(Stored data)
• • •

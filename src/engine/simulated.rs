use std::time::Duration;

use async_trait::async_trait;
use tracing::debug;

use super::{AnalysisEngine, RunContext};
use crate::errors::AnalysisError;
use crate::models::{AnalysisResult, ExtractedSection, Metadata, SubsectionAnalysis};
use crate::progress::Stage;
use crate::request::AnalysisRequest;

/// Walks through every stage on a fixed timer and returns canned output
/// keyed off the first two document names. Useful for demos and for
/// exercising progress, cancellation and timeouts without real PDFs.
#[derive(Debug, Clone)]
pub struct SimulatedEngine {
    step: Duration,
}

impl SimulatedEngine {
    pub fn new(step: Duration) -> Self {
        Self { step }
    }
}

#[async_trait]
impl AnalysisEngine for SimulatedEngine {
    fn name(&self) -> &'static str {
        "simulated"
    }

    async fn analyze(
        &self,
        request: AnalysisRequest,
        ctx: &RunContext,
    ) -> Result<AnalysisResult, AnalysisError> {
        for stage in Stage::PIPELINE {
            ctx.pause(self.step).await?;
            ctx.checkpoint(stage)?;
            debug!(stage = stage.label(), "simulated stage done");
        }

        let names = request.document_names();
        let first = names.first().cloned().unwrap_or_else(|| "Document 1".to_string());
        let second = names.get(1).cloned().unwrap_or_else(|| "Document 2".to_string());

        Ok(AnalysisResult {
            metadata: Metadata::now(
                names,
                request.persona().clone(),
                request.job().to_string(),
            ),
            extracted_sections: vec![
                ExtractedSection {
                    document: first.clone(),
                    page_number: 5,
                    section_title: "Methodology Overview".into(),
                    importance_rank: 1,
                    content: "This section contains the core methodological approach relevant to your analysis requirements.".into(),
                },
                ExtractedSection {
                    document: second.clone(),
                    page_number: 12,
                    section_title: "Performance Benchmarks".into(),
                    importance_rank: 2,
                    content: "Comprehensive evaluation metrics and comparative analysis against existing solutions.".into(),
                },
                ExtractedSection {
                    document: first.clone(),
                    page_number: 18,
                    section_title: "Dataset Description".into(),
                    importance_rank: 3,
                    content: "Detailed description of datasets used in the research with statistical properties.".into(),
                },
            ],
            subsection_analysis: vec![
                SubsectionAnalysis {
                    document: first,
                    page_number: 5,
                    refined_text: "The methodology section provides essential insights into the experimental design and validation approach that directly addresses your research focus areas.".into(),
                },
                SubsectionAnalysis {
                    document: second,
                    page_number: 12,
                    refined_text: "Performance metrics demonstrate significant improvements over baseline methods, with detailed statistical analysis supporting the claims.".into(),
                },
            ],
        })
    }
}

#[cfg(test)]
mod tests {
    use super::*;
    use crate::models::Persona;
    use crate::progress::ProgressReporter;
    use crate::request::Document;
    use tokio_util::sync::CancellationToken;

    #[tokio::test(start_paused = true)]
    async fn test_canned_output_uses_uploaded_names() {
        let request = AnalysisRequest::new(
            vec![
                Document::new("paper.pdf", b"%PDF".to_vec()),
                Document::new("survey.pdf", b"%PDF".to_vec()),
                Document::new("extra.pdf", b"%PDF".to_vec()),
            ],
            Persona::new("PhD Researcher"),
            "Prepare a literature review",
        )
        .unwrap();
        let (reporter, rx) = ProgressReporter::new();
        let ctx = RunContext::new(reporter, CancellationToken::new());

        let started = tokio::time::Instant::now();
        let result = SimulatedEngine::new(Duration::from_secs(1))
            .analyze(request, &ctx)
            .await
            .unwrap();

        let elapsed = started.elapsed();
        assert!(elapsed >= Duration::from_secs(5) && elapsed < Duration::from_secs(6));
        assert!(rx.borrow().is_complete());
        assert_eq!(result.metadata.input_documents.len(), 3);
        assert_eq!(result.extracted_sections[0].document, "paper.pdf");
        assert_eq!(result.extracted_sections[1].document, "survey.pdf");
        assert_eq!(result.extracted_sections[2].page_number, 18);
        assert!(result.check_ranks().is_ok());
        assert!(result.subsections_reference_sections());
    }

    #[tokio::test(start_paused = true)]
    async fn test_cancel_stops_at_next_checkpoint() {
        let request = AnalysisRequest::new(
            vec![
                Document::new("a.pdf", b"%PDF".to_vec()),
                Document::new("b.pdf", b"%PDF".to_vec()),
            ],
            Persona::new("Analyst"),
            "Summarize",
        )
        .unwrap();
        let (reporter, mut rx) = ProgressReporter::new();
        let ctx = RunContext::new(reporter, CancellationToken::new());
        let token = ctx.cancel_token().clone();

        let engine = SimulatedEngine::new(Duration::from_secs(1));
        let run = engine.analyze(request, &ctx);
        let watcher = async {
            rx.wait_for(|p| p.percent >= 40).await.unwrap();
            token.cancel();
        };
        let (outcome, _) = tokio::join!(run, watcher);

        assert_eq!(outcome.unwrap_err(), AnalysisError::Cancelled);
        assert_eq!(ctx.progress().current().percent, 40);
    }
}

• • •

* [PROBLEM]
In the data above, find each line that uses the string "analyze". Copy it.

* [WRITTEN RESPONSE]
    async fn analyze(
            .analyze(request, &ctx)
        let run = engine.analyze(request, &ctx);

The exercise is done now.